The genome and transcriptome of strain MZT7 were analyzed. A gene (17β-HSD-0095, locus_tag = K8F61_00480) with up-regulated expression under E2 pressure encoded HSD protein. The length of 17β-HSD-0095 gene was 837 bp, encoding a 278-amino acid protien (UGS26750.2) with a theoretical molecular weight of 28.03 kDa. Reported protein sequences with E2 degradation functions were selected for comparison of conservatism (Fig. 1). The results of multiple sequence comparison showed that 17β-HSD-0095 protein also has two conserved sequence motifs identical to other SDR family members: the NADH binding region (Gly30-X-X-X-Gly34-X-Gly36) and the acceptor proton region (Tyr172-X-X-X-Lys176). In addition, the sequence similarities between the 17β-HSD-0095 protein and other 17β-HSD proteins were 25.60% (WP_010595925.1), 20.86% (ASC49558.1), 27.30% (AZI34912.1), 22.22% (ANI02794.1) and 21.15% (WP_005515558.1), respectively.

Fig. 1
figure 1

Alignment of 17β-HSD-0095 sequence with other 17β-HSD sequences. M. resistens MZT7 (UGS26750.2); Rhodococcus sp. P14 17β-HSDx (WP_010595925.1); Rhodococcus sp. P14 17β-HSD (ASC49558.1); C. tardaugens NBRC 16725 (AZI34912.1); P. putida SJTE-1 (ANI02794.1); P. equi DSSKP-R-001 (WP_005515558.1)

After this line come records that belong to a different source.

//! The graph container.
//!
//! [`Graph`] owns every node and edge and is the state the scheduler drives.
//! All mutation goes through it, on the scheduler timeline, so no locks are
//! needed around graph state.
//!
//! # Teardown
//!
//! There is exactly one way a node goes away: [`Graph::destroy_node`]. It
//! destroys every edge touching the node's ports first, so no port ever holds
//! a handle to a freed edge. Handles are generational, so a stale id held by
//! a behavior simply stops resolving.

use std::sync::Arc;

use serde_json::json;
use slotmap::SlotMap;
use smallvec::SmallVec;
use tracing::{debug, trace};

use super::behavior::{ActivationSource, InitArgs, NodeBehavior, NodeRegistry};
use super::context::NodeContext;
use super::directory::Directory;
use super::edge::{Edge, EdgeId};
use super::node::{Lifecycle, Node, NodeId};
use super::port::{Capacity, Direction, InputPort, OutputPort, PortRef, PortSpec};
use crate::config::GraphConfig;
use crate::error::GraphError;
use crate::observe::{ChangeSink, Publisher, Subject, SubscriptionId};
use crate::runtime::SchedulerHandle;
use crate::value::Value;

struct NodeSlot {
    node: Node,
    behavior: Arc<dyn NodeBehavior>,
}

/// Owner of all nodes and edges.
pub struct Graph {
    config: GraphConfig,
    registry: Arc<NodeRegistry>,
    handle: SchedulerHandle<Graph>,
    nodes: SlotMap<NodeId, NodeSlot>,
    edges: SlotMap<EdgeId, Edge>,
    directory: Directory,
    publisher: Publisher,
}
//! Interrupt Control
//!
//! Interrupts are raised asynchronously (from any thread) and delivered
//! cooperatively: a pending interrupt only takes effect at a checkpoint,
//! either between scheduler steps or where task code calls
//! [`SchedulerHandle::checkpoint`](super::SchedulerHandle::checkpoint).
//!
//! A [`NoInterrupt`] guard shields a critical sequence. While any guard is
//! alive, newly raised interrupts are logged and dropped instead of being
//! queued for delivery.

use std::sync::atomic::{AtomicBool, AtomicU64, AtomicUsize, Ordering};
use std::sync::Arc;

use tracing::warn;

use super::TaskId;
use crate::error::TaskError;

/// Flags shared between the scheduler loop and its handles.
#[derive(Debug, Default)]
pub(crate) struct Control {
    interrupt: AtomicBool,
    shielded: AtomicUsize,
    exit: AtomicBool,
    next_task: AtomicU64,
}

impl Control {
    /// Raise an interrupt. Returns `false` if a no-interrupt section dropped it.
    pub(crate) fn raise(&self) -> bool {
        if self.shielded.load(Ordering::SeqCst) > 0 {
            warn!("interrupt suppressed inside no-interrupt section");
            return false;
        }
        self.interrupt.store(true, Ordering::SeqCst);
        true
    }

    /// Consume a pending interrupt, unless a section is shielding delivery.
    pub(crate) fn take_pending(&self) -> bool {
        if self.is_shielded() {
            return false;
        }
        self.interrupt.swap(false, Ordering::SeqCst)
    }

    pub(crate) fn checkpoint(&self) -> Result<(), TaskError> {
        if self.take_pending() {
            Err(TaskError::Cancelled)
        } else {
            Ok(())
        }
    }

    pub(crate) fn is_shielded(&self) -> bool {
        self.shielded.load(Ordering::SeqCst) > 0
    }

    pub(crate) fn request_exit(&self) {
        self.exit.store(true, Ordering::SeqCst);
    }

    pub(crate) fn exit_requested(&self) -> bool {
        self.exit.load(Ordering::SeqCst)
    }

    pub(crate) fn reset_exit(&self) {
        self.exit.store(false, Ordering::SeqCst);
    }

    pub(crate) fn next_task_id(&self) -> TaskId {
        TaskId::from(self.next_task.fetch_add(1, Ordering::Relaxed))
    }
}

/// Guard for a scoped no-interrupt section.
///
/// Sections nest; interrupts are shielded until the outermost guard drops.
/// Dropping during a panic still restores normal delivery.
#[must_use = "the section ends as soon as the guard is dropped"]
pub struct NoInterrupt {
    control: Arc<Control>,
}

impl NoInterrupt {
    pub(crate) fn enter(control: Arc<Control>) -> Self {
        control.shielded.fetch_add(1, Ordering::SeqCst);
        Self { control }
    }
}

impl Drop for NoInterrupt {
    fn drop(&mut self) {
        self.control.shielded.fetch_sub(1, Ordering::SeqCst);
    }
}

impl std::fmt::Debug for NoInterrupt {
    fn fmt(&self, f: &mut std::fmt::Formatter<'_>) -> std::fmt::Result {
        f.debug_struct("NoInterrupt")
            .field("depth", &self.control.shielded.load(Ordering::SeqCst))
            .finish()
    }
}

Expression and purification of 17β-HSD-0095

Escherichia coli (BL21) carrying the recombinant plasmid was induced by IPTG to express the target protein (Fig. 2). 17β-HSD-0095 protein was shown to be expressed in soluble form via SDS-PAGE analysis (Fig. 2A). In addition, the molecular weight of the 17β-HSD-0095 protein with 6 × His tags determined by SDS-PAGE was approximately 35 kDa, which was consistent with the theoretical molecular weight (Fig. 2B). About 30 mg enzyme was purified from 1 L of culture.

Fig. 2
figure 2

SDS-PAGE analysis revealed the expression and purification of 17β-HSD-0095 protein. A Lane M: molecular standard marker; Lanes 1–3: recombinant E. coli cells disruption solution without IPTG induction, supernatant of disruption solution and precipitate, respectively, Lanes 4–6: recombinant E. coli cell disruption solution induced by IPTG, supernatant of disruption solution and precipitate, respectively. B Lane M: molecular standard marker; Lane 1: purified protein eluate; Lane 2: purified protein eluate

Characterization of 17β-HSD-0095

We investigated the effect of different conditions on the enzymatic activity of 17β-HSD-0095.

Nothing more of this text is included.